Exercise prompt:
Take each line of the data that contains the string "sessions" and copy it.

Material provided:
//! Configuration settings for respira.
//!
//! Settings are loaded from `~/.respira/config.yaml`.

use std::time::Duration;

use serde::{Deserialize, Serialize};

use crate::audio::tone;
use crate::config::Paths;
use crate::core::SessionDuration;
use crate::error::RespiraError;
use crate::session::TechniqueId;

/// Main configuration structure.
#[derive(Debug, Clone, Serialize, Deserialize, Default)]
#[serde(default)]
pub struct Config {
    /// Default session settings.
    pub session: SessionConfig,
    /// Cue tone settings.
    pub audio: AudioConfig,
}

/// Default session settings.
#[derive(Debug, Clone, Serialize, Deserialize)]
#[serde(default)]
pub struct SessionConfig {
    /// Technique selected when none is given on the command line.
    #[serde(default = "default_technique")]
    pub technique: TechniqueId,
    /// Session length, e.g. "30s", "2m", or "open".
    #[serde(default = "default_duration")]
    pub duration: SessionDuration,
    /// Play the cue tone at phase transitions.
    #[serde(default = "default_true")]
    pub sound: bool,
}

/// Cue tone settings.
#[derive(Debug, Clone, Serialize, Deserialize)]
#[serde(default)]
pub struct AudioConfig {
    /// Tone frequency in Hz.
    #[serde(default = "default_frequency")]
    pub frequency_hz: f64,
    /// Tone length in milliseconds.
    #[serde(default = "default_tone_length")]
    pub length_ms: u64,
    /// Tone gain in `0.0..=1.0`.
    #[serde(default = "default_gain")]
    pub gain: f32,
}

// Default value functions for serde
const fn default_technique() -> TechniqueId {
    TechniqueId::Simple
}

const fn default_duration() -> SessionDuration {
    SessionDuration::Finite(Duration::from_secs(30))
}

const fn default_true() -> bool {
    true
}

const fn default_frequency() -> f64 {
    tone::DEFAULT_FREQUENCY_HZ
}

const fn default_tone_length() -> u64 {
    tone::DEFAULT_LENGTH_MS
}

const fn default_gain() -> f32 {
    tone::DEFAULT_GAIN
}

impl Default for SessionConfig {
    fn default() -> Self {
        Self {
            technique: default_technique(),
            duration: default_duration(),
            sound: default_true(),
        }
    }
}

impl Default for AudioConfig {
    fn default() -> Self {
        Self {
            frequency_hz: default_frequency(),
            length_ms: default_tone_length(),
            gain: default_gain(),
        }
    }
}

impl Config {
    /// Load configuration from the default path.
    ///
    /// If the config file doesn't exist, returns default configuration.
    ///
    /// # Errors
    ///
    /// Returns an error if the config file exists but cannot be parsed.
    pub fn load() -> Result<Self, RespiraError> {
        let paths = Paths::new()?;
        Self::load_from_path(&paths.config_file)
    }

    /// Load configuration from a specific path.
    ///
    /// If the config file doesn't exist, returns default configuration.
    ///
    /// # Errors
    ///
    /// Returns an error if the config file exists but cannot be parsed.
    pub fn load_from_path(path: &std::path::Path) -> Result<Self, RespiraError> {
        if !path.exists() {
            return Ok(Self::default());
        }

        let contents = std::fs::read_to_string(path).map_err(|e| {
            RespiraError::Config(format!(
                "Failed to read config file {}: {e}",
                path.display()
            ))
        })?;

        serde_yaml::from_str(&contents).map_err(|e| {
            RespiraError::Config(format!(
                "Failed to parse config file {}: {e}",
                path.display()
            ))
        })
    }

    /// Save configuration to the default path.
    ///
    /// # Errors
    ///
    /// Returns an error if the config file cannot be written.
    pub fn save(&self) -> Result<(), RespiraError> {
        let paths = Paths::new()?;
        paths.ensure_dirs()?;
        self.save_to_path(&paths.config_file)
    }

    /// Save configuration to a specific path.
    ///
    /// # Errors
    ///
    /// Returns an error if the config file cannot be written.
    pub fn save_to_path(&self, path: &std::path::Path) -> Result<(), RespiraError> {
        let contents = serde_yaml::to_string(self)
            .map_err(|e| RespiraError::Config(format!("Failed to serialize config: {e}")))?;

        std::fs::write(path, contents).map_err(|e| {
            RespiraError::Config(format!(
                "Failed to write config file {}: {e}",
                path.display()
            ))
        })
    }
}
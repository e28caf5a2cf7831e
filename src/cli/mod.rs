//! Command-line interface for respira.

pub mod args;
pub mod commands;
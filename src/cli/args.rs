use clap::{Args, Parser, Subcommand, ValueEnum};
use clap_complete::Shell;
use serde::{Deserialize, Serialize};

use crate::core::SessionDuration;
use crate::session::TechniqueId;

#[derive(Parser)]
#[command(name = "respira")]
#[command(about = "Guided breathing exercises for your terminal")]
#[command(long_about = "respira - Guided breathing exercises for your terminal

Run timed breathing sessions with visual pacing and an optional audio cue
at each phase transition.

QUICK START:
  respira start                     Start a session with your defaults
  respira start -t box -d 2m        Two minutes of box breathing
  respira tui                       Full-screen interactive mode
  respira techniques                Show the technique catalog

OUTPUT FORMATS:
  --output pretty    Human-readable colored output (default)
  --output json      Machine-readable JSON for scripting

For more information on a specific command, run:
  respira <command> --help")]
#[command(version, propagate_version = true)]
pub struct Cli {
    /// Output format for command results
    ///
    /// Use 'pretty' for human-readable colored output (default),
    /// or 'json' for machine-readable output suitable for scripting.
    #[arg(short, long, value_enum, default_value = "pretty", global = true)]
    pub output: OutputFormat,

    #[command(subcommand)]
    pub command: Commands,
}

/// Output format for command results.
#[derive(ValueEnum, Clone, Copy, Debug, Default, PartialEq, Eq, Serialize, Deserialize)]
#[serde(rename_all = "lowercase")]
pub enum OutputFormat {
    /// Human-readable colored output.
    #[default]
    Pretty,
    /// Machine-readable JSON output.
    Json,
}

/// Session length choices.
///
/// The session either stops automatically after the chosen time or runs
/// open-ended until stopped manually.
#[derive(ValueEnum, Clone, Copy, Debug, PartialEq, Eq)]
pub enum DurationChoice {
    /// 30 seconds
    #[value(name = "30s")]
    ThirtySeconds,
    /// 2 minutes
    #[value(name = "2m")]
    TwoMinutes,
    /// 5 minutes
    #[value(name = "5m")]
    FiveMinutes,
    /// Until stopped manually
    #[value(name = "open")]
    Open,
}

impl From<DurationChoice> for SessionDuration {
    fn from(choice: DurationChoice) -> Self {
        match choice {
            DurationChoice::ThirtySeconds => Self::Finite(std::time::Duration::from_secs(30)),
            DurationChoice::TwoMinutes => Self::Finite(std::time::Duration::from_secs(120)),
            DurationChoice::FiveMinutes => Self::Finite(std::time::Duration::from_secs(300)),
            DurationChoice::Open => Self::Unbounded,
        }
    }
}

#[derive(Subcommand)]
pub enum Commands {
    /// Run a breathing session in the terminal
    ///
    /// Prints each phase instruction as the session advances and renders a
    /// progress bar for timed sessions. Press q, Esc, or Ctrl-C to stop.
    ///
    /// # Examples
    ///
    ///   respira start
    ///   respira start --technique box --duration 2m
    ///   respira start -t 4-7-8 -d open --no-sound
    #[command(alias = "s")]
    Start(SessionArgs),

    /// Open the full-screen interactive interface
    ///
    /// Shows a configuration view for picking technique, duration, and
    /// sound, and an active-session view with the animated breathing circle.
    Tui(SessionArgs),

    /// List the breathing technique catalog
    ///
    /// Shows each technique's name, description, and phase sequence.
    ///
    /// # Examples
    ///
    ///   respira techniques
    ///   respira techniques -o json
    #[command(alias = "list")]
    Techniques,

    /// Show or initialize the configuration file
    Config(ConfigArgs),

    /// Generate shell completion scripts
    ///
    /// # Examples
    ///
    ///   respira completions zsh > ~/.zsh/completions/_respira
    Completions {
        /// Shell to generate completions for
        #[arg(value_enum)]
        shell: Shell,
    },
}

/// Session settings shared by `start` and `tui`.
///
/// Anything not given falls back to the config file, then to built-in
/// defaults (simple technique, 30 seconds, sound on).
#[derive(Args, Debug, Default)]
pub struct SessionArgs {
    /// Breathing technique
    #[arg(short, long, value_enum)]
    pub technique: Option<TechniqueId>,

    /// Session length
    #[arg(short, long, value_enum)]
    pub duration: Option<DurationChoice>,

    /// Force the cue tone on
    #[arg(long, conflicts_with = "no_sound")]
    pub sound: bool,

    /// Disable the cue tone
    #[arg(long)]
    pub no_sound: bool,
}

#[derive(Args)]
pub struct ConfigArgs {
    #[command(subcommand)]
    pub command: ConfigCommands,
}

#[derive(Subcommand)]
pub enum ConfigCommands {
    /// Show the active configuration
    Show,
    /// Write a default config file
    Init {
        /// Overwrite an existing config file
        #[arg(long)]
        force: bool,
    },
    /// Print the config file path
    Path,
}

#[cfg(test)]
mod tests {
    use super::*;
    use clap::CommandFactory;

    #[test]
    fn test_cli_assertions() {
        Cli::command().debug_assert();
    }

    #[test]
    fn test_duration_choice_mapping() {
        assert_eq!(
            SessionDuration::from(DurationChoice::ThirtySeconds).seconds(),
            Some(30)
        );
        assert_eq!(
            SessionDuration::from(DurationChoice::TwoMinutes).seconds(),
            Some(120)
        );
        assert_eq!(
            SessionDuration::from(DurationChoice::FiveMinutes).seconds(),
            Some(300)
        );
        assert_eq!(SessionDuration::from(DurationChoice::Open).seconds(), None);
    }

    #[test]
    fn test_parse_start_args() {
        let cli = Cli::try_parse_from([
            "respira", "start", "-t", "4-7-8", "-d", "2m", "--no-sound",
        ])
        .unwrap();

        match cli.command {
            Commands::Start(args) => {
                assert_eq!(args.technique, Some(TechniqueId::FourSevenEight));
                assert_eq!(args.duration, Some(DurationChoice::TwoMinutes));
                assert!(args.no_sound);
                assert!(!args.sound);
            }
            _ => panic!("expected start command"),
        }
    }

    #[test]
    fn test_sound_flags_conflict() {
        assert!(Cli::try_parse_from(["respira", "start", "--sound", "--no-sound"]).is_err());
    }
}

Result of this exercise:
Run timed breathing sessions with visual pacing and an optional audio cue
    /// progress bar for timed sessions. Press q, Esc, or Ctrl-C to stop.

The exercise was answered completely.